Top of Study material
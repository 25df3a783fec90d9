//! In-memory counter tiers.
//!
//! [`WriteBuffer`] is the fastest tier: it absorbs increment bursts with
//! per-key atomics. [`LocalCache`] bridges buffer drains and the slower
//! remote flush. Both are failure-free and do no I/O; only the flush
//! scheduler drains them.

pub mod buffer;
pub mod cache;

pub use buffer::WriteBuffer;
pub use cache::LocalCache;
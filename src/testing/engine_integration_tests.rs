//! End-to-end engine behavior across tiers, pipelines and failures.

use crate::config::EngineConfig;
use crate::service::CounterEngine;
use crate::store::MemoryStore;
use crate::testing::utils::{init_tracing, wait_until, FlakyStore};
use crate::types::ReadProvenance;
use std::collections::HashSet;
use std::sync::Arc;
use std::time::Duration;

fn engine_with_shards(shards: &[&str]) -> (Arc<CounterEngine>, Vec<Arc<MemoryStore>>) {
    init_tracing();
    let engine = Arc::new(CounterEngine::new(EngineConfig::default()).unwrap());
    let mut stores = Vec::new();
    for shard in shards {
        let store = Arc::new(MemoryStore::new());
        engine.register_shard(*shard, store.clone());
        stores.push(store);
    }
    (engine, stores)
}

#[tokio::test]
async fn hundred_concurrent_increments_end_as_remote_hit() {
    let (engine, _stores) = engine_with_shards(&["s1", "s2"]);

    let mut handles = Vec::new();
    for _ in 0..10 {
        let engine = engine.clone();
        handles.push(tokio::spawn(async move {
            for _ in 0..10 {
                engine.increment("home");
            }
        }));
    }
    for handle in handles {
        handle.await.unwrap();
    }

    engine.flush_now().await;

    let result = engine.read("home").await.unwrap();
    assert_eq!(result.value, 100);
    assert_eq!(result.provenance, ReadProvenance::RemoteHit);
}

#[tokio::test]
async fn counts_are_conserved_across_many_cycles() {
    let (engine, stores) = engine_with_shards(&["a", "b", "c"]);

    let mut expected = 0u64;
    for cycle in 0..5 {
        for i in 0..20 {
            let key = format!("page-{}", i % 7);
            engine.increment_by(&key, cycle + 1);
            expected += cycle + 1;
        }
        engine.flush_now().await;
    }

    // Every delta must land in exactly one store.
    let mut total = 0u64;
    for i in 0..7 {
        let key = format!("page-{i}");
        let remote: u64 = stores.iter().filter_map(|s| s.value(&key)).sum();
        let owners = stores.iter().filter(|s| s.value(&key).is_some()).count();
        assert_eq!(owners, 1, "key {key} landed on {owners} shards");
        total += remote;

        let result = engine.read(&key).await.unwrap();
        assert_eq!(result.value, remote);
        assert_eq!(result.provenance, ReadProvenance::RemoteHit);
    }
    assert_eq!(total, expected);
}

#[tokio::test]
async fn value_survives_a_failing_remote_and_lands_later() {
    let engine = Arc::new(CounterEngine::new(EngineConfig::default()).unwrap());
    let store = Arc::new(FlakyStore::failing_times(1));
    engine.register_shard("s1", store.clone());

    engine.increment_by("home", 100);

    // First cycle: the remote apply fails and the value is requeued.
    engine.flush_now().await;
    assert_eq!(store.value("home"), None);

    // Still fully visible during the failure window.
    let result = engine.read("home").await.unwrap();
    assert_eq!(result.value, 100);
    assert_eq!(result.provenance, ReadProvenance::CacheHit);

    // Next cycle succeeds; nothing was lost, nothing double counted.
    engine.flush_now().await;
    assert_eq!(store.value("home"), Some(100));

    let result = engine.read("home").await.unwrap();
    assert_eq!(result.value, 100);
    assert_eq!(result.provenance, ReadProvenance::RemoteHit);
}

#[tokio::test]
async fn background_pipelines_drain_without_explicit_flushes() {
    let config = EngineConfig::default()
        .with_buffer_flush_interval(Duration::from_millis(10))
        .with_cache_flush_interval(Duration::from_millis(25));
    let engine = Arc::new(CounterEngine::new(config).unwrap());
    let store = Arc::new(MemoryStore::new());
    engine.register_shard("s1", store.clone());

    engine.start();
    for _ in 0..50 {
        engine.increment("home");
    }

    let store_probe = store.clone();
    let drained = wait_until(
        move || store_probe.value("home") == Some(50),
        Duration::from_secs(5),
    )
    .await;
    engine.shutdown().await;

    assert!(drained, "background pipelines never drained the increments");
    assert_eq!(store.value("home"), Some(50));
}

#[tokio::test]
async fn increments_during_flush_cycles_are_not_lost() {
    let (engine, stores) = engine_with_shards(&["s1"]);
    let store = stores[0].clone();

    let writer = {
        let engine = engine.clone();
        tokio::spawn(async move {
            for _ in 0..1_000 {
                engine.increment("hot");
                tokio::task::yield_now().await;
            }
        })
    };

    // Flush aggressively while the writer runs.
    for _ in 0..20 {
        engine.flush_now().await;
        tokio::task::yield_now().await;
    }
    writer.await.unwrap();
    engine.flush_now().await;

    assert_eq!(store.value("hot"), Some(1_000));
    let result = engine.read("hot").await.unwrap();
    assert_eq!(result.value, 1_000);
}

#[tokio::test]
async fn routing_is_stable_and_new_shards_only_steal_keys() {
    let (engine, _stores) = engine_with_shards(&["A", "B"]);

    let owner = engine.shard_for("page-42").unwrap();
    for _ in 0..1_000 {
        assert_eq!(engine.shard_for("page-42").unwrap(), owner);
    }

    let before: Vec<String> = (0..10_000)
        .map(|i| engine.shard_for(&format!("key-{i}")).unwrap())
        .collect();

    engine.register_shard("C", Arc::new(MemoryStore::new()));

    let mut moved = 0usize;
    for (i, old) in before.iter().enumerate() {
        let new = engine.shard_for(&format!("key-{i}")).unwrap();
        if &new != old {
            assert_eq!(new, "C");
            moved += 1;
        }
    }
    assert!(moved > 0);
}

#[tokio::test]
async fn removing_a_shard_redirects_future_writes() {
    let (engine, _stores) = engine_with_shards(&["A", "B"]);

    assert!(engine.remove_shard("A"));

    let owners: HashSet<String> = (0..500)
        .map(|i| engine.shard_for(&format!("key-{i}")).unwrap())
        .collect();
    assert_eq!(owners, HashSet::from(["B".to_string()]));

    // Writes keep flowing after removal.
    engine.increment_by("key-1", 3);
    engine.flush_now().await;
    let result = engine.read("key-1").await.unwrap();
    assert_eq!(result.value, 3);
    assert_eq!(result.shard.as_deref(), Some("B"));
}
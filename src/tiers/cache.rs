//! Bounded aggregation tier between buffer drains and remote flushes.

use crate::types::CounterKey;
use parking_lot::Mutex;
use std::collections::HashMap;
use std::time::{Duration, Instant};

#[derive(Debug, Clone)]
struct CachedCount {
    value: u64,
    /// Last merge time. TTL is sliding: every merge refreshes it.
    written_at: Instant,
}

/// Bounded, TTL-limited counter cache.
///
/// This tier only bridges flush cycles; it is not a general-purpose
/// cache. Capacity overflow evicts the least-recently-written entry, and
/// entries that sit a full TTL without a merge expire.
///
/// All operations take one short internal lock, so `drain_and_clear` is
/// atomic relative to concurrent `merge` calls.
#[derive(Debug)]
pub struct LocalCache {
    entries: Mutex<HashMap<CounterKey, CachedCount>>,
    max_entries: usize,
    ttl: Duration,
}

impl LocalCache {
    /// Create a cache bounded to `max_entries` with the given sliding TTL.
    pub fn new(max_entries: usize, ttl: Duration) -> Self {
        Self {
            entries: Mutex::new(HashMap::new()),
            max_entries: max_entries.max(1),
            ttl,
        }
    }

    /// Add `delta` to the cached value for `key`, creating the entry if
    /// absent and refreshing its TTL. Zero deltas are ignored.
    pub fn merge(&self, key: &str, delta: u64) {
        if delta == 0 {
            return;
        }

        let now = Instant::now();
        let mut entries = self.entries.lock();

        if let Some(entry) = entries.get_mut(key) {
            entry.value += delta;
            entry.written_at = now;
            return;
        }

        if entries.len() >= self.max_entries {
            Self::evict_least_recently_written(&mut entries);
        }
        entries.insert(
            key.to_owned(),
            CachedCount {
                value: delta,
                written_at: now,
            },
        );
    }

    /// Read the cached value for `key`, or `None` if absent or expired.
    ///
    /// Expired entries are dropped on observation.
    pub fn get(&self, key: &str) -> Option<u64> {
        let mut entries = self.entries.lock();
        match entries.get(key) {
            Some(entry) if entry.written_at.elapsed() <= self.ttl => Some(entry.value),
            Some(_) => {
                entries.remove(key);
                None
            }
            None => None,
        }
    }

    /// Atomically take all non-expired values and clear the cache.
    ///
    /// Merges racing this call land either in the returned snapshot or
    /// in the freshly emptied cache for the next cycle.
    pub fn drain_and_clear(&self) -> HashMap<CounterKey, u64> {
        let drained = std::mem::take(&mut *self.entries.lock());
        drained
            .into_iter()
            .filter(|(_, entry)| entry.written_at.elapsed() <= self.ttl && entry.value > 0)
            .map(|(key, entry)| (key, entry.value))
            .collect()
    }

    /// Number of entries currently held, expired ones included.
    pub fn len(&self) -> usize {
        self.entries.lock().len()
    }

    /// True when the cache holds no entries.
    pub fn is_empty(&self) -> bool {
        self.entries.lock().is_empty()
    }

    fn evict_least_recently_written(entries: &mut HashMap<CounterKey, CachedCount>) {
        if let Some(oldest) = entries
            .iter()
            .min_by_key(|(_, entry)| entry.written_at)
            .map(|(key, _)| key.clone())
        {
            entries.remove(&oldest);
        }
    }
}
Bottom of Study material
Work task
The required output is every line of the entries, starting at the one that contains "if let Some(oldest) = entries" and ending at the last, copied exactly.

Answer space
        if let Some(oldest) = entries
            .iter()
            .min_by_key(|(_, entry)| entry.written_at)
            .map(|(key, _)| key.clone())
        {
            entries.remove(&oldest);
        }
    }
}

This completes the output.